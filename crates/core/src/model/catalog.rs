use serde::Deserialize;

use super::ids::{CourseId, TopicId};

/// A topic inside a course (`/courses/` entries and `/courses/topics/{id}`).
#[derive(Clone, Debug, PartialEq, Eq, Deserialize)]
pub struct Topic {
    pub id: TopicId,
    pub title: String,
    #[serde(default)]
    pub description: Option<String>,
    pub difficulty_level: String,
    #[serde(default)]
    pub course_id: Option<CourseId>,
    #[serde(default)]
    pub order_index: i32,
}

#[derive(Clone, Debug, PartialEq, Eq, Deserialize)]
pub struct Course {
    #[serde(default)]
    pub id: Option<CourseId>,
    pub title: String,
    #[serde(default)]
    pub description: Option<String>,
    #[serde(default)]
    pub topics: Vec<Topic>,
}

/// CSS modifier for a difficulty badge. The label itself is shown untouched.
#[must_use]
pub fn difficulty_class(level: &str) -> String {
    level.to_lowercase()
}
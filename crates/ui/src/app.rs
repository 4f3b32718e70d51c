use dioxus::prelude::*;

use crate::context::AppContext;
use crate::pages::{Shell, use_nav_provider};
use crate::views::use_auth_forms_provider;

#[component]
pub fn App() -> Element {
    let ctx = use_context::<AppContext>();
    use_nav_provider(ctx.router().current(), None, None);
    use_auth_forms_provider();

    rsx! {
        document::Stylesheet { href: asset!("/assets/style.css") }
        document::Title { "Learnpath" }

        div { class: "app-root",
            ErrorBoundary {
                handle_error: |errors: ErrorContext| rsx! {
                    div { class: "fatal",
                        h1 { "Something went wrong" }
                        pre { "{errors:?}" }
                    }
                },
                Shell {}
            }
        }
    }
}
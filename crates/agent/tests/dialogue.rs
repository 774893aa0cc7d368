//! End-to-end dialogue tests against the scripted language authority

use std::sync::Arc;
use std::time::Duration;

use async_trait::async_trait;

use loan_assist_agent::{
    apology, DialogueOrchestrator, LoanAssistant, ResponseComposer, TurnOutcome, TurnRequest,
};
use loan_assist_config::TipCategory;
use loan_assist_core::{
    Decision, DialogueState, EmploymentType, Error, Intent, LanguageCode, LanguageModel, LoanType,
    Modality, ProfileField, RawInput, Result, TurnFailure,
};
use loan_assist_persistence::JsonSessionStore;
use loan_assist_pipeline::{AudioGate, LanguageOperation, LanguageService, ScriptedAuthority};

const KANNADA_UTTERANCE: &str = "ನನಗೆ 32 ವರ್ಷ ವಯಸ್ಸು, ತಿಂಗಳಿಗೆ 45,000 ರೂಪಾಯಿ ಸಂಬಳ ಇದೆ, ಮತ್ತು 750 ಕ್ರೆಡಿಟ್ ಸ್ಕೋರ್ ಇದೆ.. \
    ನಾನು ಗೃಹ ಸಾಲದ ಅರ್ಹತೆ ಹೊಂದಿದ್ದೇನೆಯೇ? ನಾನು ಕಳೆದ ಐದು ವರ್ಷಗಳಿಂದ ವೇತನಭೋಗಿ ಉದ್ಯೋಗಿಯಾಗಿದ್ದೇನೆ.";

const KANNADA_ENGLISH: &str = "I am 32 years old, I have a salary of 45,000 rupees per month, \
    and I have a credit score of 750.. Am I eligible for a home loan? \
    I have been a salaried employee for the last five years.";

const HINDI_UTTERANCE: &str = "मुझे लोन चाहिए";

struct FailingLlm;

#[async_trait]
impl LanguageModel for FailingLlm {
    async fn complete(&self, _prompt: &str) -> Result<String> {
        Err(Error::LlmUnavailable("connection refused".to_string()))
    }

    fn model_name(&self) -> &str {
        "failing"
    }
}

struct Harness {
    authority: Arc<ScriptedAuthority>,
    assistant: LoanAssistant,
}

fn harness_with(llm: Option<Arc<dyn LanguageModel>>, timeout: Duration) -> Harness {
    let authority = Arc::new(ScriptedAuthority::new());
    let language = LanguageService::new(authority.clone(), timeout);
    let orchestrator =
        DialogueOrchestrator::new(language, AudioGate::default(), ResponseComposer::new(llm));
    Harness {
        authority,
        assistant: LoanAssistant::new(orchestrator),
    }
}

fn harness() -> Harness {
    harness_with(None, Duration::from_secs(2))
}

const DELIVERED_PATH: [DialogueState; 6] = [
    DialogueState::AwaitingInput,
    DialogueState::Normalizing,
    DialogueState::Routing,
    DialogueState::Composing,
    DialogueState::Localizing,
    DialogueState::Delivered,
];

fn failure_of(outcome: &TurnOutcome) -> TurnFailure {
    match &outcome.result {
        Err(failed) => failed.failure,
        Ok(delivered) => panic!("expected a failed turn, got {:?}", delivered.response_english),
    }
}

#[tokio::test]
async fn test_kannada_home_loan_scenario() {
    let h = harness();
    h.authority.script_translation(
        KANNADA_UTTERANCE,
        LanguageCode::Kannada,
        LanguageCode::English,
        KANNADA_ENGLISH,
    );

    let request =
        TurnRequest::text(KANNADA_UTTERANCE).with_display_language(LanguageCode::Tamil);
    let outcome = h.assistant.submit_turn("kn", request).await.unwrap();
    assert_eq!(outcome.states, DELIVERED_PATH.to_vec());

    let delivered = outcome.result.unwrap();
    assert_eq!(delivered.detected_language, LanguageCode::Kannada);
    assert_eq!(delivered.intent, Intent::EligibilityCheck);
    let verdict = delivered.verdict.expect("verdict");
    assert_eq!(verdict.loan_type, LoanType::Home);
    assert_eq!(verdict.decision, Decision::Eligible);
    assert!(delivered.response_english.starts_with("Good news!"));

    // Kannada script, not the Tamil display language
    assert!(delivered
        .response_text
        .chars()
        .any(|c| LanguageCode::Kannada.script().contains_char(c)));
    assert!(!delivered
        .response_text
        .chars()
        .any(|c| LanguageCode::Tamil.script().contains_char(c)));
    let service = h.assistant.orchestrator().language_service();
    assert_eq!(
        service.detect(&delivered.response_text).await.unwrap(),
        LanguageCode::Kannada
    );

    let session = h.assistant.get_session("kn").await.unwrap();
    let profile = session.state.profile();
    assert_eq!(profile.age, Some(32));
    assert_eq!(profile.monthly_income, Some(45_000));
    assert_eq!(profile.credit_score, Some(750));
    assert_eq!(profile.employment_tenure_years, Some(5.0));
    assert_eq!(profile.employment_type, Some(EmploymentType::Salaried));
    assert_eq!(profile.loan_type, Some(LoanType::Home));
    assert_eq!(session.detected_language, Some(LanguageCode::Kannada));
    assert_eq!(session.display_language, Some(LanguageCode::Tamil));
    assert_eq!(session.turns[0].normalized_text, KANNADA_ENGLISH);
}

#[tokio::test]
async fn test_age_alone_asks_for_monthly_income() {
    let h = harness();
    let outcome = h
        .assistant
        .submit_turn("s", TurnRequest::text("I am 32"))
        .await
        .unwrap();

    let delivered = outcome.result.unwrap();
    assert_eq!(delivered.intent, Intent::SlotFilling);
    assert_eq!(
        delivered.response_english,
        "Thanks, I have noted your age. What is your monthly income in rupees?"
    );
    // English in, English out
    assert_eq!(delivered.response_text, delivered.response_english);

    let session = h.assistant.get_session("s").await.unwrap();
    assert_eq!(session.state.outstanding(), Some(ProfileField::MonthlyIncome));
    assert_eq!(session.turns[0].modality, Modality::Text);
}

#[tokio::test]
async fn test_repeated_answer_sets_field_once() {
    let h = harness();
    h.assistant
        .submit_turn("s", TurnRequest::text("I am 32"))
        .await
        .unwrap();
    let first = h.assistant.get_session("s").await.unwrap();

    let outcome = h
        .assistant
        .submit_turn("s", TurnRequest::text("I am 32"))
        .await
        .unwrap();
    let delivered = outcome.result.unwrap();
    assert!(!delivered.response_english.starts_with("Thanks"));

    let second = h.assistant.get_session("s").await.unwrap();
    assert_eq!(second.state, first.state);
    assert_eq!(second.turn_count(), 2);
}

#[tokio::test]
async fn test_missing_fields_never_grow() {
    let h = harness();
    let turns = [
        "I am 32",
        "45000",
        "hello",
        "my credit score is 750",
        "What documents do I need?",
        "I want a home loan",
        "I am 40 years old",
        "I have been salaried for 6 years",
    ];

    let mut previous = ProfileField::ORDER.len();
    for text in turns {
        let outcome = h
            .assistant
            .submit_turn("s", TurnRequest::text(text))
            .await
            .unwrap();
        let missing = outcome.result.unwrap().missing_fields.len();
        assert!(missing <= previous, "{text:?} grew missing fields");
        previous = missing;
    }
    assert_eq!(previous, 0);

    let session = h.assistant.get_session("s").await.unwrap();
    // The first age answer stands
    assert_eq!(session.state.profile().age, Some(32));
    assert_eq!(session.state.profile().monthly_income, Some(45_000));
}

#[tokio::test]
async fn test_failed_turn_leaves_state_unchanged() {
    let h = harness();
    h.assistant
        .submit_turn("s", TurnRequest::text("I am 32"))
        .await
        .unwrap();
    let before = h.assistant.get_session("s").await.unwrap();

    h.authority.fail(LanguageOperation::Translate);
    let outcome = h
        .assistant
        .submit_turn("s", TurnRequest::text(HINDI_UTTERANCE))
        .await
        .unwrap();

    assert_eq!(failure_of(&outcome), TurnFailure::TranslationFailure);
    assert_eq!(
        outcome.final_state(),
        DialogueState::Failed(TurnFailure::TranslationFailure)
    );
    let failed = outcome.result.unwrap_err();
    assert_eq!(failed.detected_language, Some(LanguageCode::Hindi));
    // The apology cannot be translated either
    assert_eq!(failed.apology, apology(TurnFailure::TranslationFailure, 30.0));

    let after = h.assistant.get_session("s").await.unwrap();
    assert_eq!(after, before);
}

#[tokio::test]
async fn test_translation_timeout_is_translation_failure() {
    let h = harness_with(None, Duration::from_millis(50));
    h.authority
        .delay(LanguageOperation::Translate, Duration::from_millis(300));

    let outcome = h
        .assistant
        .submit_turn("s", TurnRequest::text(HINDI_UTTERANCE))
        .await
        .unwrap();

    let failed = outcome.result.unwrap_err();
    assert_eq!(failed.failure, TurnFailure::TranslationFailure);
    assert!(failed.error.contains("timed out"));
    assert_eq!(h.assistant.get_session("s").await.unwrap().turn_count(), 0);
}

#[tokio::test]
async fn test_localized_apology_when_language_known() {
    let h = harness();
    h.authority.fail(LanguageOperation::TextToSpeech);

    let outcome = h
        .assistant
        .submit_turn("s", TurnRequest::text(HINDI_UTTERANCE).with_speech())
        .await
        .unwrap();

    let failed = outcome.result.unwrap_err();
    assert_eq!(failed.failure, TurnFailure::SpeechSynthesisFailure);
    assert!(failed
        .apology
        .chars()
        .any(|c| LanguageCode::Hindi.script().contains_char(c)));
}

#[tokio::test]
async fn test_unsupported_language_apologizes_in_english() {
    let h = harness();
    h.authority.script_detection("Bonjour, je voudrais un prêt", "fr-FR");

    let outcome = h
        .assistant
        .submit_turn("s", TurnRequest::text("Bonjour, je voudrais un prêt"))
        .await
        .unwrap();

    let failed = outcome.result.unwrap_err();
    assert_eq!(failed.failure, TurnFailure::UnsupportedLanguage);
    assert_eq!(failed.detected_language, None);
    assert_eq!(failed.apology, apology(TurnFailure::UnsupportedLanguage, 30.0));
}

#[tokio::test]
async fn test_empty_text_is_rejected() {
    let h = harness();
    let outcome = h
        .assistant
        .submit_turn("s", TurnRequest::text("   "))
        .await
        .unwrap();
    assert_eq!(failure_of(&outcome), TurnFailure::EmptyInput);
}

#[tokio::test]
async fn test_llm_failure_falls_back_to_static_tip() {
    let h = harness_with(Some(Arc::new(FailingLlm)), Duration::from_secs(2));
    let text = "How can I improve my credit score?";

    let outcome = h
        .assistant
        .submit_turn("s", TurnRequest::text(text))
        .await
        .unwrap();

    let delivered = outcome.result.unwrap();
    assert_eq!(delivered.intent, Intent::FinancialTip);
    let category = TipCategory::for_context(text);
    assert_eq!(
        delivered.response_english,
        format!("{}: {}", category.heading(), category.pick(0))
    );
}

....................

About this task | Give the number of lines in the entries that hold the word "rupees", and nothing else.

Solution for this exercise | 2